(Collected data)
⁂

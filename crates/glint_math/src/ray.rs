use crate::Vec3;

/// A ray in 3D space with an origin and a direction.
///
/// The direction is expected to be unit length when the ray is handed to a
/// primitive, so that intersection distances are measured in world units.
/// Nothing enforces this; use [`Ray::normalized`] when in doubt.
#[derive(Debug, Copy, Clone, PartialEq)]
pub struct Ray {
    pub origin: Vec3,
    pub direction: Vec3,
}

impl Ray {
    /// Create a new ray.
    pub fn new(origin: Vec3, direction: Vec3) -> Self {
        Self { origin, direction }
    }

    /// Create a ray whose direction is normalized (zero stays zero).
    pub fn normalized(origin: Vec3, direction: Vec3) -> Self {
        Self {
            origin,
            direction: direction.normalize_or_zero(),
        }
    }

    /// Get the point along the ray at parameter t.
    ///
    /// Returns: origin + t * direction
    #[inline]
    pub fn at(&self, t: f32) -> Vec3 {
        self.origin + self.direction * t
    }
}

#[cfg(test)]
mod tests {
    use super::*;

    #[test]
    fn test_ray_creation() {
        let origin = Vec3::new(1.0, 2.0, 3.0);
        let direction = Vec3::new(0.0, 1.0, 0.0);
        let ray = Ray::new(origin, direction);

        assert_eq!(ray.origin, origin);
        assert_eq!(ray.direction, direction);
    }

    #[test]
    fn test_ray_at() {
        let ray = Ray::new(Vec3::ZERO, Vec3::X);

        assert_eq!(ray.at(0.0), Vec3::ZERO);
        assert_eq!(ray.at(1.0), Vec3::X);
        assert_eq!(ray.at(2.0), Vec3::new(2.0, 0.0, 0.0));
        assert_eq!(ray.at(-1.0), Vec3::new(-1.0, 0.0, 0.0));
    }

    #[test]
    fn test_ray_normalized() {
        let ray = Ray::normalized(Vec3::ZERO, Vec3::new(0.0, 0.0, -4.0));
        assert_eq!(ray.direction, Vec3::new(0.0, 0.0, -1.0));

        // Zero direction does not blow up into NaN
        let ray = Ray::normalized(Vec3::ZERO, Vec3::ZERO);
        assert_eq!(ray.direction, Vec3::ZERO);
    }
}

⁂

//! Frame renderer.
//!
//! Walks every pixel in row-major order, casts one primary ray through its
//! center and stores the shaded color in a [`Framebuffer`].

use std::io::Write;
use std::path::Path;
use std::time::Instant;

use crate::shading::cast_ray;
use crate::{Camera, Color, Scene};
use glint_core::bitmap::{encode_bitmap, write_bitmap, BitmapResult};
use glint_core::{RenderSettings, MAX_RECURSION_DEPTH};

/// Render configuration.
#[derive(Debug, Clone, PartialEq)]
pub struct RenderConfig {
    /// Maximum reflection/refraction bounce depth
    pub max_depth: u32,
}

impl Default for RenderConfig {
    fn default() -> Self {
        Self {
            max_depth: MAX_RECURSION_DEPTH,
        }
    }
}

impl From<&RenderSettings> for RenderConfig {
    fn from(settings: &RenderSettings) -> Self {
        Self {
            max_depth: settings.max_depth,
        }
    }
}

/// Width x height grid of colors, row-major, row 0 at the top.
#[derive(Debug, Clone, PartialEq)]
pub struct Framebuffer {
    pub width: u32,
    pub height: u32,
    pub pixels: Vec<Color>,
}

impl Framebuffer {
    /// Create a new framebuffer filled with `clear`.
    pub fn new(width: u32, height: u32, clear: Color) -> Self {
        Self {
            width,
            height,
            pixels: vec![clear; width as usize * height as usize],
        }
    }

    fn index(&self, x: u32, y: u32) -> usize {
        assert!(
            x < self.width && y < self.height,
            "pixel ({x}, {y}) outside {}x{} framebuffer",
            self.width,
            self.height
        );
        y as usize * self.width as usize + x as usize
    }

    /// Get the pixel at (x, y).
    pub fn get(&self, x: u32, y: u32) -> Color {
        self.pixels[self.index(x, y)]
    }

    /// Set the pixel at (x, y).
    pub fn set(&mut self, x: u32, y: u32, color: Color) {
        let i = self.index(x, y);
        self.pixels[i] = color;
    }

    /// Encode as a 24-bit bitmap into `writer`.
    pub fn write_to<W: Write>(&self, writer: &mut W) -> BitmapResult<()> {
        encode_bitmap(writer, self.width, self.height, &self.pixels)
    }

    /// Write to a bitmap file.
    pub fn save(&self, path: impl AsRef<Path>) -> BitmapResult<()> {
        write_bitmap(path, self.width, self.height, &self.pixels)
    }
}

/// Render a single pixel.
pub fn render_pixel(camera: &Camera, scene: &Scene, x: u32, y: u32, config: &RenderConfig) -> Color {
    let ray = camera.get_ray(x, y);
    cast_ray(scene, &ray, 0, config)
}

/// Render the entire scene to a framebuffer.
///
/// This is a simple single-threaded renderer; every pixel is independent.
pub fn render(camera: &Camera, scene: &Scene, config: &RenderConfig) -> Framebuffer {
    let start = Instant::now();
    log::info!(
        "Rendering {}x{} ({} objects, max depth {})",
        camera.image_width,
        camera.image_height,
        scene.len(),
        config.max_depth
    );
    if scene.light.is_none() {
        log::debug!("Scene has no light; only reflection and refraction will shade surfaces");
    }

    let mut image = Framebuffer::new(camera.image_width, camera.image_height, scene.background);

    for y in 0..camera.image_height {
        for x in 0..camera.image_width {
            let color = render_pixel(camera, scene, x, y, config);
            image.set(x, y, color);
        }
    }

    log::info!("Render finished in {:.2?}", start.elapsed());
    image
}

⁂

Nothing but a number is wanted: report how many lines in the entries above contain the string "RenderSettings".

3